Look through the material and tally each line bearing the word "Stereo". Give only the total.
===== MATERIAL SHOWN
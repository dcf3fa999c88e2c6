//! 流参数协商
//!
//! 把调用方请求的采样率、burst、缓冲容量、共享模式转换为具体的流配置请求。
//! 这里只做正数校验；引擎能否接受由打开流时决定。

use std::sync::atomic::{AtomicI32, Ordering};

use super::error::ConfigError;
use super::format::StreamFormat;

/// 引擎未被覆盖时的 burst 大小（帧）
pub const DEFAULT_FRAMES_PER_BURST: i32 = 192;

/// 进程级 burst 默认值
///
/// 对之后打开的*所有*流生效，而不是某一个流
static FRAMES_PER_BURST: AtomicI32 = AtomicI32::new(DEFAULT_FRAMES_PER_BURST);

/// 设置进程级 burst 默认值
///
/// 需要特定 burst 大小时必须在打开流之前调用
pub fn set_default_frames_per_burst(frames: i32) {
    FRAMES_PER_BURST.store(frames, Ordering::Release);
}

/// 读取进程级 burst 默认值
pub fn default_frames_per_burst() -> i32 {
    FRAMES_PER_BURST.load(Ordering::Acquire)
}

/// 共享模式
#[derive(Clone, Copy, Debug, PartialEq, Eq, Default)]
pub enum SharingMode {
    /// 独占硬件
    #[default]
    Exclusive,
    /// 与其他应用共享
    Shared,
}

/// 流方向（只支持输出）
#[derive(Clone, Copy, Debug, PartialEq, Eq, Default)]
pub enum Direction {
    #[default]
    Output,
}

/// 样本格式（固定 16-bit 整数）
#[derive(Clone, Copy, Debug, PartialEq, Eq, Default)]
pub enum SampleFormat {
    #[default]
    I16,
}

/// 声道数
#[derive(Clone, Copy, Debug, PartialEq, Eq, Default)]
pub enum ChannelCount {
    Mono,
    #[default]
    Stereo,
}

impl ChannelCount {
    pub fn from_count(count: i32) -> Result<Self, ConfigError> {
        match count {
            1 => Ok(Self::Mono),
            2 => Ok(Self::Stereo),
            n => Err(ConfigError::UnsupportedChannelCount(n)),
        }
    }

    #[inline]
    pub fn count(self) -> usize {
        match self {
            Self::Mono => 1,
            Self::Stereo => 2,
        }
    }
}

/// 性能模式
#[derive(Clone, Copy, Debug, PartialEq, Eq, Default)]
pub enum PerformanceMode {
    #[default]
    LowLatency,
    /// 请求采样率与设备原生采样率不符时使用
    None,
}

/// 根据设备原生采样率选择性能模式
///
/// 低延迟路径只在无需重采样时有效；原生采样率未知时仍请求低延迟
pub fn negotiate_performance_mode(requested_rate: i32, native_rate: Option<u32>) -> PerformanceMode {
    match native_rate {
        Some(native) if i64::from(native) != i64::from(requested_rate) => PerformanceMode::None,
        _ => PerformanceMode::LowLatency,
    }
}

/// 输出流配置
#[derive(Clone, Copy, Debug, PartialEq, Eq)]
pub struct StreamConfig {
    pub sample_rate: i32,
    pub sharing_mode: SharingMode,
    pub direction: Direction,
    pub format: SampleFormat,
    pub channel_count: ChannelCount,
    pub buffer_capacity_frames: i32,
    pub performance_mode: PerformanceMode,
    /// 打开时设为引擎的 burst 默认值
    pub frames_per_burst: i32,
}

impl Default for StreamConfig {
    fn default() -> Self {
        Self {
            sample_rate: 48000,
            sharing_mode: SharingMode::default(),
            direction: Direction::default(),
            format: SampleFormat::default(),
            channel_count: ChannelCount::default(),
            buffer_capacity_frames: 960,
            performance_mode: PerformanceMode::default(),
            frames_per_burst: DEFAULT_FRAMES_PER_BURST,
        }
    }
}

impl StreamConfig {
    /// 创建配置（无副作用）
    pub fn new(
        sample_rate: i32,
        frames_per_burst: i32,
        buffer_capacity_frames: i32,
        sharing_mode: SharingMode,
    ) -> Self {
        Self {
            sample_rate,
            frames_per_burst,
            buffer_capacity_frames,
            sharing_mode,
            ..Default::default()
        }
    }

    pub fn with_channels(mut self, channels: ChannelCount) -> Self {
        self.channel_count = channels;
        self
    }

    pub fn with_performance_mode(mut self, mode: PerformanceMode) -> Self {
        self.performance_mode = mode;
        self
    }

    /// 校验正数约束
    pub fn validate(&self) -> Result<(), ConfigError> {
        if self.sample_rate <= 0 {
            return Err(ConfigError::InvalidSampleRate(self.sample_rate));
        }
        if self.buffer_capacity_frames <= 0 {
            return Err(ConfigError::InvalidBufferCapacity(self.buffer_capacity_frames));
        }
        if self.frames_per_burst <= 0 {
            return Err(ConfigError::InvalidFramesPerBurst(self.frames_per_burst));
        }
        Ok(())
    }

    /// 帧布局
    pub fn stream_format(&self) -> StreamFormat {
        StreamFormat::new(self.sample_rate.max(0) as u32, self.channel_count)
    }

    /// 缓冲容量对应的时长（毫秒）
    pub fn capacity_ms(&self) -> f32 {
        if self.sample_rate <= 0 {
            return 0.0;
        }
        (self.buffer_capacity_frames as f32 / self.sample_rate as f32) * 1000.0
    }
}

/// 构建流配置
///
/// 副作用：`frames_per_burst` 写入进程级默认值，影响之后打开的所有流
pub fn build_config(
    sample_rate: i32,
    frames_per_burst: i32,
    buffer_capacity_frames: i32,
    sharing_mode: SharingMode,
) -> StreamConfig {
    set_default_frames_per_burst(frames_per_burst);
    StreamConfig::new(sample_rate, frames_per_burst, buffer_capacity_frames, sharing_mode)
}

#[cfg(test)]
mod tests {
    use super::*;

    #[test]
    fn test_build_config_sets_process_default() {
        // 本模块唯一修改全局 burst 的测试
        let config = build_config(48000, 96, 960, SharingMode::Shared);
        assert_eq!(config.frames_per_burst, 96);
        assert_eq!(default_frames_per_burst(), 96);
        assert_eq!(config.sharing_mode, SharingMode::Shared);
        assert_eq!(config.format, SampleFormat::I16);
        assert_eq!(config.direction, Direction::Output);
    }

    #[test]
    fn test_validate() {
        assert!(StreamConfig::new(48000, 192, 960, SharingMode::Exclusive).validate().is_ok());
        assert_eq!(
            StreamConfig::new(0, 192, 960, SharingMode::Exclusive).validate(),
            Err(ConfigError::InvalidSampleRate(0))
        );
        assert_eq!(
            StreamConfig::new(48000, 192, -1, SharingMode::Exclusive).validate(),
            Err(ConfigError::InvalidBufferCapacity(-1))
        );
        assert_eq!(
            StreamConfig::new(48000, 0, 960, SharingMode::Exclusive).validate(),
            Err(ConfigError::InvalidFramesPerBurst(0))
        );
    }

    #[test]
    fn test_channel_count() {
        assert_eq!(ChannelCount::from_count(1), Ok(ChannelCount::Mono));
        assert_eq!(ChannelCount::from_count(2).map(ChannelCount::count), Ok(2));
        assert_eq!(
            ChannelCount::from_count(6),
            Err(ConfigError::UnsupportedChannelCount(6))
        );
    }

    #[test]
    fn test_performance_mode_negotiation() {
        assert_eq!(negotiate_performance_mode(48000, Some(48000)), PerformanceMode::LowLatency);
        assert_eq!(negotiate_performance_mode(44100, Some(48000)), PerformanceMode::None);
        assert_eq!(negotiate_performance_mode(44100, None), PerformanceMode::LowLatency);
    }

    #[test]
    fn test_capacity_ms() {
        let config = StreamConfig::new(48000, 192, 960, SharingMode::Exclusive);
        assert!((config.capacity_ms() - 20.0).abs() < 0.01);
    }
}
==========
### RESULT OF THIS TASK
3